Gwyn finished his ale and stretched his legs luxuriously. ‘What about horses? We need to get up to Exeter, unless you fancy a long walk.’
John signalled the alewife for another jug, while they waited for some food. ‘I’ll hire a couple of rounseys from the stables up the street. I’ll leave yours with Andrew the farrier in St Martin’s Lane. He can bring it back here sometime. You won’t need one at home, will you?’
Gwyn shook his head emphatically. ‘I left my old mare with Sergeant Gabriel at the castle stables. I’m going to spend a week or two pestering my wife and playing with the boys, if they can remember who I am!’ he said happily. ‘Then I’ll go up to Rougemont every day for a game of chance with Gabriel and his merry men. I don’t need a damned horse for that. But how are you going to manage?’
John filled their pottery mugs from the new jug. ‘I left both Bran and Brutus down with my family at Stoke,’ he said. ‘I’ll ride down there tomorrow on the hired horse and fetch Bran back to be stabled with Andrew.’
Bran was a destrier, a large stallion and former warhorse that John had won from an opponent defeated in a tournament some years ago, while Brutus was a hound of uncertain breed that he had had since a pup. Both were getting on in years, but he was very attached to them both.
‘Can you and your wife not stay with your family down at Stoke?’ asked Gwyn.
De Wolfe grimaced at the thought. ‘Holy Mary, that would be asking for trouble! She can’t stand my mother or my sister.
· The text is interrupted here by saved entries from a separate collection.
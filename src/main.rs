use std::path::PathBuf;

use clap::Parser;

use ebay_auth::cli::output::{is_tty, print_error, print_report};
use ebay_auth::config::types::{DEFAULT_ENV_FILE, DEFAULT_TIMEOUT_SECS};
use ebay_auth::config::{timeout_from_secs, Credentials, Provider, Settings};
use ebay_auth::oauth::FlowState;
use ebay_auth::{AuthError, AuthorizationReport, SystemBrowser};

#[derive(Parser)]
#[command(
    name = "ebay-auth",
    version,
    about = "Obtain an eBay user access token and refresh token via the OAuth consent flow"
)]
struct Cli {
    /// Env file holding the app credentials; tokens are written back here
    #[arg(long, env = "EBAY_AUTH_ENV_FILE", default_value = DEFAULT_ENV_FILE)]
    env_file: PathBuf,

    /// Use the eBay sandbox instead of production
    #[arg(long)]
    sandbox: bool,

    /// Only print the consent URL, do not launch a browser
    #[arg(long)]
    no_browser: bool,

    /// Token request timeout in seconds (0 waits indefinitely)
    #[arg(long, env = "EBAY_AUTH_TIMEOUT_SECS", default_value_t = DEFAULT_TIMEOUT_SECS)]
    timeout_secs: u64,

    /// Print the full token endpoint response, secrets included
    #[arg(long)]
    show_response: bool,

    /// Override the consent endpoint
    #[arg(long)]
    authorize_endpoint: Option<String>,

    /// Override the token endpoint
    #[arg(long)]
    token_endpoint: Option<String>,
}

impl Cli {
    fn into_settings(self) -> Settings {
        let mut provider = if self.sandbox {
            Provider::sandbox()
        } else {
            Provider::production()
        };
        if let Some(url) = self.authorize_endpoint {
            provider.authorize_endpoint = url;
        }
        if let Some(url) = self.token_endpoint {
            provider.token_endpoint = url;
        }
        Settings {
            provider,
            env_file: self.env_file,
            timeout: timeout_from_secs(self.timeout_secs),
            open_browser: !self.no_browser,
            show_response: self.show_response,
        }
    }
}

#[tokio::main]
async fn main() {
    tracing_subscriber::fmt()
        .with_env_filter(
            tracing_subscriber::EnvFilter::try_from_env("EBAY_AUTH_LOG_LEVEL")
                .unwrap_or_else(|_| tracing_subscriber::EnvFilter::new("warn")),
        )
        .with_writer(std::io::stderr)
        .init();

    let settings = Cli::parse().into_settings();
    FlowState::Init.log();

    match run(&settings).await {
        Ok(report) => {
            print_report(&report, &settings, is_tty());
            if report.persisted.is_err() {
                std::process::exit(1);
            }
        }
        Err(e) => {
            FlowState::Failed.log();
            tracing::debug!(
                "error code: {} (token endpoint contacted: {})",
                e.code(),
                !e.is_pre_network()
            );
            print_error(&e, &settings);
            std::process::exit(1);
        }
    }
}

async fn run(settings: &Settings) -> Result<AuthorizationReport, AuthError> {
    let credentials = Credentials::load(&settings.provider, &settings.env_file)?;
    let stdin = std::io::stdin();
    let mut input = stdin.lock();
    ebay_auth::run_authorization(settings, &credentials, &SystemBrowser, &mut input).await
}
To her, they are Welsh savages — and they are not too keen on her, with her airs and graces.’
The landlady brought them bowls of leek soup, followed by a scrubbed board carrying two large mutton shanks in onion gravy, with boiled parsnips and cabbage. These occupied them for a good few minutes and made them feel that at last they were back in civilization.
‘I wonder where Sir Baldwin and William de L’Etang are now?’ mused Gwyn, after squeezing gravy from his magnificent moustache. ‘And the High Admiral and Philip the clerk, too?’
John picked meat from between his teeth with a splinter from the board. ‘They’ll have been ransomed by now, I’ll wager. The priest Anselm will have been freed rapidly, no doubt. The Pope would have called down the wrath of God on anyone who kidnapped a man in Holy Orders.’
They both carefully avoided mentioning the Lionheart, as their failure to protect him from the Mayor of Vienna still weighed heavily on their hearts. They had heard almost nothing of him since that fateful day when the last they saw of their king was him being hustled off in Erdberg as a prisoner. During their arduous six-month journey across Europe, all they had heard was that he was a captive somewhere and that negotiations were going on to try to release him for a huge ransom.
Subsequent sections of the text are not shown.